Gentoo Archives: gentoo-user

From: Marcus Wanner <marcusw@×××.net>
To: gentoo-user@l.g.o
Subject: Re: [gentoo-user] Re: [OT] Seamonkey and LastPass
Date: Sun, 29 Nov 2009 00:53:58
Message-Id: 4B11C5F0.1040901@cox.net
In Reply to: Re: [gentoo-user] Re: [OT] Seamonkey and LastPass by Dale
1 On 11/28/2009 5:03 PM, Dale wrote:
2 > chrome://messenger/locale/messengercompose/composeMsgs.properties:
3 >> On Saturday 28 November 2009 05:50:42 »Q« wrote:
4 >>
5 >>> On Sat, 28 Nov 2009 00:57:54 +0200
6 >>> Alan McKinnon<alan.mckinnon@×××××.com> wrote:
7 >>>
8 >>> [about LastPass]
9 >>>
10 >>>
11 >>>> What I find incredible is that people will accept the site's say-so
12 >>>> that the site admins can't read the data.
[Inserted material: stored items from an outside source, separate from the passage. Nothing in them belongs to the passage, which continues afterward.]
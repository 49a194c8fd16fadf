use crate::{
    payload::{PayloadError, Reader},
    CompanyId, ModelKey, UnicastAddr,
};

#[derive(Debug, Clone, PartialEq, Eq)]
pub struct Element {
    pub loc: u16,
    pub sig_models: Vec<u16>,
    /// `(company id, model id)`
    pub vendor_models: Vec<(CompanyId, u16)>,
}

/// Composition Data page 0
#[derive(Debug, Clone, PartialEq, Eq)]
pub struct CompositionData {
    pub cid: CompanyId,
    pub pid: u16,
    pub vid: u16,
    pub crpl: u16,
    pub features: u16,
    pub elements: Vec<Element>,
}

impl CompositionData {
    /// Parse a Composition Data Status body, page octet first
    pub fn parse_status(buf: &[u8]) -> Result<Self, PayloadError> {
        let mut r = Reader::new(buf);
        let page = r.u8()?;
        if page != 0 {
            return Err(PayloadError::Field("composition page"));
        }
        Self::parse_page0(r.remaining())
    }

    pub fn parse_page0(buf: &[u8]) -> Result<Self, PayloadError> {
        let mut r = Reader::new(buf);
        let cid = r.u16()?;
        let pid = r.u16()?;
        let vid = r.u16()?;
        let crpl = r.u16()?;
        let features = r.u16()?;

        let mut elements = vec![];
        while !r.remaining().is_empty() {
            let loc = r.u16()?;
            let nums = r.u8()?;
            let numv = r.u8()?;
            let sig_models = (0..nums).map(|_| r.u16()).collect::<Result<Vec<_>, _>>()?;
            let vendor_models = (0..numv)
                .map(|_| Ok((r.u16()?, r.u16()?)))
                .collect::<Result<Vec<_>, PayloadError>>()?;
            elements.push(Element {
                loc,
                sig_models,
                vendor_models,
            });
        }

        if elements.is_empty() {
            return Err(PayloadError::Field("composition without elements"));
        }

        Ok(Self {
            cid,
            pid,
            vid,
            crpl,
            features,
            elements,
        })
    }

    pub fn encode_status(&self) -> Vec<u8> {
        let mut buf = vec![0x00];
        for v in [self.cid, self.pid, self.vid, self.crpl, self.features] {
            buf.extend_from_slice(&v.to_le_bytes());
        }
        for e in self.elements.iter() {
            buf.extend_from_slice(&e.loc.to_le_bytes());
            buf.push(e.sig_models.len() as u8);
            buf.push(e.vendor_models.len() as u8);
            for m in e.sig_models.iter() {
                buf.extend_from_slice(&m.to_le_bytes());
            }
            for (c, m) in e.vendor_models.iter() {
                buf.extend_from_slice(&c.to_le_bytes());
                buf.extend_from_slice(&m.to_le_bytes());
            }
        }
        buf
    }

    /// Element addresses follow the primary address in element order
    pub fn models_matching(
        &self,
        primary: UnicastAddr,
        wanted: &[ModelKey],
    ) -> Vec<(UnicastAddr, ModelKey)> {
        let mut out = vec![];
        for (i, e) in self.elements.iter().enumerate() {
            let addr = primary.wrapping_add(i as u16);
            let present = e
                .sig_models
                .iter()
                .map(|&id| ModelKey::sig(id))
                .chain(e.vendor_models.iter().map(|&(c, id)| ModelKey::vendor(c, id)));
            for m in present {
                if wanted.contains(&m) {
                    out.push((addr, m));
                }
            }
        }
        out
    }

    pub fn element_count(&self) -> u8 {
        self.elements.len().min(u8::MAX as usize) as u8
    }
}
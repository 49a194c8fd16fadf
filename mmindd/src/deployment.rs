use actix::Addr;
use futures::future::join_all;
use mmind_broker::{
    config::NodeConfig,
    gateway,
    loopback::{LogPublisher, LoopbackMesh},
    spawn_node, BridgeActor, BridgeAdapter, GetNodeStatus, JsonFileStore, MemoryStore, MeshEvent,
    MeshNode, NodeActor, NodeParts, NodeStatus, StateStore,
};
use tokio::sync::mpsc::UnboundedReceiver;

use crate::{DaemonConfig, MeshMinderResult};

/// Every node of a simulated deployment, attached to one loopback mesh
pub struct Deployment {
    pub mesh: LoopbackMesh,
    pub gateway: Addr<NodeActor>,
    pub bridge: Addr<BridgeActor>,
    pub servers: Vec<Addr<NodeActor>>,
}

fn build_node(
    mesh: &LoopbackMesh,
    cfg: &NodeConfig,
    store: Box<dyn StateStore>,
) -> MeshMinderResult<(MeshNode, UnboundedReceiver<MeshEvent>)> {
    let (transport, events) = mesh.attach(cfg.uuid, NodeParts::composition_for(cfg));
    let parts = NodeParts::simulated(cfg, Box::new(transport), store)?;
    Ok((MeshNode::new(cfg.clone(), parts)?, events))
}

/// Start the provisioner and bridge first so it is scanning by the time
/// the servers begin to beacon
pub fn launch(cfg: &DaemonConfig) -> MeshMinderResult<Deployment> {
    let mesh = LoopbackMesh::new();

    let (provisioner, events) = build_node(
        &mesh,
        &cfg.provisioner,
        Box::new(JsonFileStore::new(&cfg.state_path)),
    )?;
    let bridge = BridgeAdapter::new(cfg.bridge.clone(), Box::new(LogPublisher));
    let (gateway, bridge) = gateway(provisioner, events, bridge).map_err(|e| {
        log::error!("Error starting gateway {e:}");
        e
    })?;
    log::info!("Gateway {} started", cfg.provisioner.name);

    let mut servers = vec![];
    for server in cfg.servers.iter() {
        let (node, events) = build_node(&mesh, server, Box::new(MemoryStore::default()))?;
        servers.push(spawn_node(node, events).map_err(|e| {
            log::error!("Error starting {} {e:}", server.name);
            e
        })?);
        log::info!("Server {} started", server.name);
    }

    Ok(Deployment {
        mesh,
        gateway,
        bridge,
        servers,
    })
}

impl Deployment {
    /// Status of the gateway followed by every server
    pub async fn report(&self) -> MeshMinderResult<Vec<NodeStatus>> {
        let requests = std::iter::once(&self.gateway)
            .chain(self.servers.iter())
            .map(|addr| addr.send(GetNodeStatus));
        let mut statuses = vec![];
        for res in join_all(requests).await {
            statuses.push(res??);
        }
        Ok(statuses)
    }
}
They have not proven
13 >>>> anything, merely asserted something.
14 >>>>
15 >>>> The only way to do give that guarantee is to encrypt the data. Which
16 >>>> then needs a key. Someone must keep the key and it's either you or
17 >>>> them. If it's them, they can decrypt the data (same reason as DRM is
18 >>>> doomed to failure) and if it's you - well if you lose the key you
19 >>>> lose the data.
20 >>>>
21 >>>> Are you telling me that there are people gullible enough to actaully
22 >>>> fall for that one?
23 >>>>
24 >>> They claim that the decrypted data never leaves your computer and they
25 >>> they don't have a key to it. Many, many things aren't clear, such as
26 >>> what kind of encryption is used (same as the US gov't uses for "Top
27 >>> Secret" stuff, they say, heh), where and how the key is stored on your
28 >>> machine, on and on. I wouldn't dream of using them, but yeah, they have
29 >>> a substantial number of users.
30 >>>
31 >> I have an alarm system in my head. It's called the "Security by bullshit
32 >> baffles brains Alert". It's ringing right now ;-)
33 >>
34 >> Mind you, I have vendors who use exactly the same throw-around-bullshit-
35 >> statements-and-see-what-sticks approach. It works on the Account
36 >> Managers all
37 >> the time, and works on us techies none of them time.
38 >>
39 >> Lucky for us, techies rule around here. We get to tell the Account
40 >> Managers
41 >> that the vendor is talking crap, that we don't have to explain why,
42 >> that we
43 >> are not buying their crap and we are not using it, so please tell the
44 >> vendor
45 >> to leave the building and stop wasting my time :-)
46 >>
47 >>
48 >
49 > And to think I came here to ask others opinion BEFORE doing this. I
50 > was curious as to how this could work myself and if they can be
51 > trusted, or SHOULD be trusted. Seems everyone thinks no one should.
52 >
53 > That said, because of the way my bank and credit card site accepts the
54 > login and password, I bet it wouldn't work for them anyway. If I
55 > wanted a really long password that would be hard to guess, those two
56 > would be it.
57 >
58 > Dale
59 >
60 > :-) :-)
61 >
62 For my two cents, I would not trust anyone with my passwords, encrypted
63 or otherwise. Anyone who falls for this kind of thing should go learn
64 about security being a mindset, not a software package, and then check
65 out wikipedia's page on email viruses and the like.